Фрейя знала, что Аномия завидует ей из-за того, что все хатты ее давно почитают и уважают. Она часто молилась Тивазу о том, чтобы он дал Аномии все, что та хочет. Сама Фрейя никогда не хотела, чтобы дух властвовал над ней и открывал ей глаза на грядущие события. Ей это всегда было тяжело. Каждый раз, когда такое происходило, она чувствовала, что теряет силы.

Она была еще ребенком, когда дух этого бога впервые сошел на нее. Она сидела на коленях у матери, когда вдруг все вокруг нее померкло и она стала видеть совсем не то, что ее окружало. Перед ее глазами была женщина, рожавшая ребенка. Видение длилось какое-то мгновение, и маленькая Фрейя восприняла его как нечто вполне обычное. Когда же видение кончилось, она по-прежнему сидела на коленях у матери перед костром в длинном доме. Все вокруг нее разговаривали. Ее отец смеялся с друзьями и пил мед.

— А у Селы будет ребенок, — сказала вдруг Фрейя.

— Что ты сказала?

— У Селы будет ребенок, — повторила она. Ей нравились младенцы. Все вокруг радовались, когда кто-то рождался. — С ним Села будет счастлива, правда?

— Тебе это, наверное, приснилось, либхен, — грустно сказала мама. — Села была бы счастлива иметь ребенка, но она неплодна. Они с Бури поженились уже пять лет назад.

— А я видела, как она рожает ребенка.

Мама многозначительно посмотрела на отца, и тот опустил свой рог для питья.

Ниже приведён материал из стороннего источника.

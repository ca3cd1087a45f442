//! Error types for the update check.

/// Failure modes of a single version check.
///
/// None of these ever reach the caller of
/// [`UpdateChecker::check_update`](crate::update::UpdateChecker::check_update);
/// the background task logs them and leaves the shared state unready.
#[derive(Debug, thiserror::Error)]
pub enum UpdateError {
    /// The request or HTTP client could not be built.
    #[error("failed to create a request: {0}")]
    Request(String),

    /// The request failed in transit (DNS, connect, TLS, body read).
    #[error("failed to get the latest version: {0}")]
    Transport(String),

    /// The endpoint answered with something other than 200 OK.
    #[error("failed to get the latest version: HTTP {0}")]
    Status(u16),

    /// The response body was not a valid update payload.
    #[error("failed to decode the response: {0}")]
    Decode(String),

    /// The request did not finish within the configured timeout.
    #[error("update check timed out after {0}s")]
    Timeout(u64),

    /// The caller cancelled the check.
    #[error("update check cancelled")]
    Cancelled,

    /// Configuration error.
    #[error("config error: {0}")]
    Config(String),

    /// I/O error.
    #[error("I/O error: {0}")]
    Io(#[from] std::io::Error),
}

impl From<reqwest::Error> for UpdateError {
    fn from(e: reqwest::Error) -> Self {
        if e.is_builder() {
            Self::Request(e.to_string())
        } else if e.is_decode() {
            Self::Decode(e.to_string())
        } else {
            Self::Transport(e.to_string())
        }
    }
}

/// Convenience result type.
pub type Result<T> = std::result::Result<T, UpdateError>;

— Что это там Фрейя говорит?

— Они говорит, что у Селы будет ребенок, — озадаченно сказала мать.

— Хорошая мечта у нашей девочки, — отозвался отец, не придав этому значения.

Никто в доме не отнесся к этому серьезно. Всю правду знала только одна Фрейя. Она разыскала Селу и сказала ей, что видела.

От сказанного женщина опечалилась еще сильнее, потому что и она решила, что девочка всего лишь мечтает, поэтому Фрейя больше не говорила о ребенке, хотя стала больше общаться с той женщиной.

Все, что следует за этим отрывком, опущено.